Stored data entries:
------------

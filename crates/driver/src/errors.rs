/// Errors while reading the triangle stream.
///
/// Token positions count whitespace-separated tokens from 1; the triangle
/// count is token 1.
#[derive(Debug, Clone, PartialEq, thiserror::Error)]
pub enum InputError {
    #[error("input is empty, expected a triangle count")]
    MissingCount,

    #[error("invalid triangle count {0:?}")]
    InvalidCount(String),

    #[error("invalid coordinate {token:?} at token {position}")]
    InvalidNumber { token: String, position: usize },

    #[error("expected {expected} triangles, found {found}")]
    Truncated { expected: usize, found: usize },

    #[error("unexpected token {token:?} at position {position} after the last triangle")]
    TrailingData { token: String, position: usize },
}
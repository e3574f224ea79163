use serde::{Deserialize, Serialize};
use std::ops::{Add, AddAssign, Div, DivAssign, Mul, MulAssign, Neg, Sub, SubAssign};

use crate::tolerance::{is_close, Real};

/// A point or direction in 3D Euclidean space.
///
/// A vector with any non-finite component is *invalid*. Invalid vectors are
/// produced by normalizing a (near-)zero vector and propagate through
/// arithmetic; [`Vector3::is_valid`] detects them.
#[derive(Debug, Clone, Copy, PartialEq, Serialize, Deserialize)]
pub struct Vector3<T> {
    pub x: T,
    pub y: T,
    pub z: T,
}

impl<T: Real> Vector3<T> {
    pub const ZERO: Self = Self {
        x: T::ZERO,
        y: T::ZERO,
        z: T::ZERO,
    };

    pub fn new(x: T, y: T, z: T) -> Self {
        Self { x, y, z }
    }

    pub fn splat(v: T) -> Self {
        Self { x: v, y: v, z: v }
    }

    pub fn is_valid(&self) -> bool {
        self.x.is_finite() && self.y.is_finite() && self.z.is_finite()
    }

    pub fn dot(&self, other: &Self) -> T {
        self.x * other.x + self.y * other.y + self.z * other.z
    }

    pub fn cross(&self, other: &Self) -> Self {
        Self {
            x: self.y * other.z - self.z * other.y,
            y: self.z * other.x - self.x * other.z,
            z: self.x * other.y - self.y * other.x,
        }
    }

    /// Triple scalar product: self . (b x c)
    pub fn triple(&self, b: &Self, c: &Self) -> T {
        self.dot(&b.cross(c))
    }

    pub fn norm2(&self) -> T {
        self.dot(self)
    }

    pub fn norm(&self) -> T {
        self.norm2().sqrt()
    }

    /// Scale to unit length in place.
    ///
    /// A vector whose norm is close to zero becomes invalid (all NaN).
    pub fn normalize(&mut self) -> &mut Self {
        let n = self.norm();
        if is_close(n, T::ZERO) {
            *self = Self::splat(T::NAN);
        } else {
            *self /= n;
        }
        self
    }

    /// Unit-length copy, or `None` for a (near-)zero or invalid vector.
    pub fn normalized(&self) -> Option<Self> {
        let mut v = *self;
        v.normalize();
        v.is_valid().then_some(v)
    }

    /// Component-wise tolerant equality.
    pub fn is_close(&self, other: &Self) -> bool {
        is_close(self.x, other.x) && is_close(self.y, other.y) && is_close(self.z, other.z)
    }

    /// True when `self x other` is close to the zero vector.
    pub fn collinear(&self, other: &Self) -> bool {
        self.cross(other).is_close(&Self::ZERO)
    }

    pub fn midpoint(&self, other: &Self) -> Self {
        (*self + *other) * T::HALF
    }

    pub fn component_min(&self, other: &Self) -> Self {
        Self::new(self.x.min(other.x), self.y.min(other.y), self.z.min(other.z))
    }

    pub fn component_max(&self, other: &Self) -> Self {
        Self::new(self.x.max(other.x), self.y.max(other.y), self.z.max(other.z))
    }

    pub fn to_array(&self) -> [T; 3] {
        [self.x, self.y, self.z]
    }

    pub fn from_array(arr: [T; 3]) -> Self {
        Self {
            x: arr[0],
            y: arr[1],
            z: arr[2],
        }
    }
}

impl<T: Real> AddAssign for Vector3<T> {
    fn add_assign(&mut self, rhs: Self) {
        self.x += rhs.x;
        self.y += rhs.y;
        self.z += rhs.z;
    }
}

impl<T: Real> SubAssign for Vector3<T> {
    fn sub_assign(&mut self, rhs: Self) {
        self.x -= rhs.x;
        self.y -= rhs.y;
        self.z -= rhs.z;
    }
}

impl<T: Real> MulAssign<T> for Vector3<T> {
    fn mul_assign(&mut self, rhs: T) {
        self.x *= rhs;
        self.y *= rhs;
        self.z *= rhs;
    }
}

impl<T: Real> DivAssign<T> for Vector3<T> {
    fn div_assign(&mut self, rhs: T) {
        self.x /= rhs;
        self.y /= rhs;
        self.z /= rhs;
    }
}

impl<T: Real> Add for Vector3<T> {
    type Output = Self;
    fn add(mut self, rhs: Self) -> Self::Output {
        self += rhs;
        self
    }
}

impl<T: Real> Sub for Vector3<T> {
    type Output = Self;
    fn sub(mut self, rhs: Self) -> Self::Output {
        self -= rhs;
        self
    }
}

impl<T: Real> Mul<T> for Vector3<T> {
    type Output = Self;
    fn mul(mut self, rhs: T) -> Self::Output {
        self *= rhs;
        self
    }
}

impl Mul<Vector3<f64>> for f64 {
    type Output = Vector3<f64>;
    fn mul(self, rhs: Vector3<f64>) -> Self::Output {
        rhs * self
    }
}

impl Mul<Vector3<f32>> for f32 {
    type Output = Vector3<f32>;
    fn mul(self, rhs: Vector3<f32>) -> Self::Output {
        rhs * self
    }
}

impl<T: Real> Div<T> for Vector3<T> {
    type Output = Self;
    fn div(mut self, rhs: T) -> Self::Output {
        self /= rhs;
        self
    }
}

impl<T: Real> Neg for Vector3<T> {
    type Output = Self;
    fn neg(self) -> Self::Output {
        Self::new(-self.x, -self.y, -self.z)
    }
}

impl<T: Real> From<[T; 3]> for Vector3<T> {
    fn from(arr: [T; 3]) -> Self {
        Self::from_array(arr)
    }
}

------------

Retype each line of the data exactly as it reads.

OUTPUT OF THE TASK
filename crates/driver/src/errors.rs
/// Errors while reading the triangle stream.
///
/// Token positions count whitespace-separated tokens from 1; the triangle
/// count is token 1.
#[derive(Debug, Clone, PartialEq, thiserror::Error)]
pub enum InputError {
    #[error("input is empty, expected a triangle count")]
    MissingCount,

    #[error("invalid triangle count {0:?}")]
    InvalidCount(String),

    #[error("invalid coordinate {token:?} at token {position}")]
    InvalidNumber { token: String, position: usize },

    #[error("expected {expected} triangles, found {found}")]
    Truncated { expected: usize, found: usize },

    #[error("unexpected token {token:?} at position {position} after the last triangle")]
    TrailingData { token: String, position: usize },
}
repository e3574f224ea79163
use serde::{Deserialize, Serialize};
use std::ops::{Add, AddAssign, Div, DivAssign, Mul, MulAssign, Neg, Sub, SubAssign};

use crate::tolerance::{is_close, Real};

/// A point or direction in 3D Euclidean space.
///
/// A vector with any non-finite component is *invalid*. Invalid vectors are
/// produced by normalizing a (near-)zero vector and propagate through
/// arithmetic; [`Vector3::is_valid`] detects them.
#[derive(Debug, Clone, Copy, PartialEq, Serialize, Deserialize)]
pub struct Vector3<T> {
    pub x: T,
    pub y: T,
    pub z: T,
}

impl<T: Real> Vector3<T> {
    pub const ZERO: Self = Self {
        x: T::ZERO,
        y: T::ZERO,
        z: T::ZERO,
    };

    pub fn new(x: T, y: T, z: T) -> Self {
        Self { x, y, z }
    }

    pub fn splat(v: T) -> Self {
        Self { x: v, y: v, z: v }
    }

    pub fn is_valid(&self) -> bool {
        self.x.is_finite() && self.y.is_finite() && self.z.is_finite()
    }

    pub fn dot(&self, other: &Self) -> T {
        self.x * other.x + self.y * other.y + self.z * other.z
    }

    pub fn cross(&self, other: &Self) -> Self {
        Self {
            x: self.y * other.z - self.z * other.y,
            y: self.z * other.x - self.x * other.z,
            z: self.x * other.y - self.y * other.x,
        }
    }

    /// Triple scalar product: self . (b x c)
    pub fn triple(&self, b: &Self, c: &Self) -> T {
        self.dot(&b.cross(c))
    }

    pub fn norm2(&self) -> T {
        self.dot(self)
    }

    pub fn norm(&self) -> T {
        self.norm2().sqrt()
    }

    /// Scale to unit length in place.
    ///
    /// A vector whose norm is close to zero becomes invalid (all NaN).
    pub fn normalize(&mut self) -> &mut Self {
        let n = self.norm();
        if is_close(n, T::ZERO) {
            *self = Self::splat(T::NAN);
        } else {
            *self /= n;
        }
        self
    }

    /// Unit-length copy, or `None` for a (near-)zero or invalid vector.
    pub fn normalized(&self) -> Option<Self> {
        let mut v = *self;
        v.normalize();
        v.is_valid().then_some(v)
    }

    /// Component-wise tolerant equality.
    pub fn is_close(&self, other: &Self) -> bool {
        is_close(self.x, other.x) && is_close(self.y, other.y) && is_close(self.z, other.z)
    }

    /// True when `self x other` is close to the zero vector.
    pub fn collinear(&self, other: &Self) -> bool {
        self.cross(other).is_close(&Self::ZERO)
    }

    pub fn midpoint(&self, other: &Self) -> Self {
        (*self + *other) * T::HALF
    }

    pub fn component_min(&self, other: &Self) -> Self {
        Self::new(self.x.min(other.x), self.y.min(other.y), self.z.min(other.z))
    }

    pub fn component_max(&self, other: &Self) -> Self {
        Self::new(self.x.max(other.x), self.y.max(other.y), self.z.max(other.z))
    }

    pub fn to_array(&self) -> [T; 3] {
        [self.x, self.y, self.z]
    }

    pub fn from_array(arr: [T; 3]) -> Self {
        Self {
            x: arr[0],
            y: arr[1],
            z: arr[2],
        }
    }
}

impl<T: Real> AddAssign for Vector3<T> {
    fn add_assign(&mut self, rhs: Self) {
        self.x += rhs.x;
        self.y += rhs.y;
        self.z += rhs.z;
    }
}

impl<T: Real> SubAssign for Vector3<T> {
    fn sub_assign(&mut self, rhs: Self) {
        self.x -= rhs.x;
        self.y -= rhs.y;
        self.z -= rhs.z;
    }
}

impl<T: Real> MulAssign<T> for Vector3<T> {
    fn mul_assign(&mut self, rhs: T) {
        self.x *= rhs;
        self.y *= rhs;
        self.z *= rhs;
    }
}

impl<T: Real> DivAssign<T> for Vector3<T> {
    fn div_assign(&mut self, rhs: T) {
        self.x /= rhs;
        self.y /= rhs;
        self.z /= rhs;
    }
}

impl<T: Real> Add for Vector3<T> {
    type Output = Self;
    fn add(mut self, rhs: Self) -> Self::Output {
        self += rhs;
        self
    }
}

impl<T: Real> Sub for Vector3<T> {
    type Output = Self;
    fn sub(mut self, rhs: Self) -> Self::Output {
        self -= rhs;
        self
    }
}

impl<T: Real> Mul<T> for Vector3<T> {
    type Output = Self;
    fn mul(mut self, rhs: T) -> Self::Output {
        self *= rhs;
        self
    }
}

impl Mul<Vector3<f64>> for f64 {
    type Output = Vector3<f64>;
    fn mul(self, rhs: Vector3<f64>) -> Self::Output {
        rhs * self
    }
}

impl Mul<Vector3<f32>> for f32 {
    type Output = Vector3<f32>;
    fn mul(self, rhs: Vector3<f32>) -> Self::Output {
        rhs * self
    }
}

impl<T: Real> Div<T> for Vector3<T> {
    type Output = Self;
    fn div(mut self, rhs: T) -> Self::Output {
        self /= rhs;
        self
    }
}

impl<T: Real> Neg for Vector3<T> {
    type Output = Self;
    fn neg(self) -> Self::Output {
        Self::new(-self.x, -self.y, -self.z)
    }
}

impl<T: Real> From<[T; 3]> for Vector3<T> {
    fn from(arr: [T; 3]) -> Self {
        Self::from_array(arr)
    }
}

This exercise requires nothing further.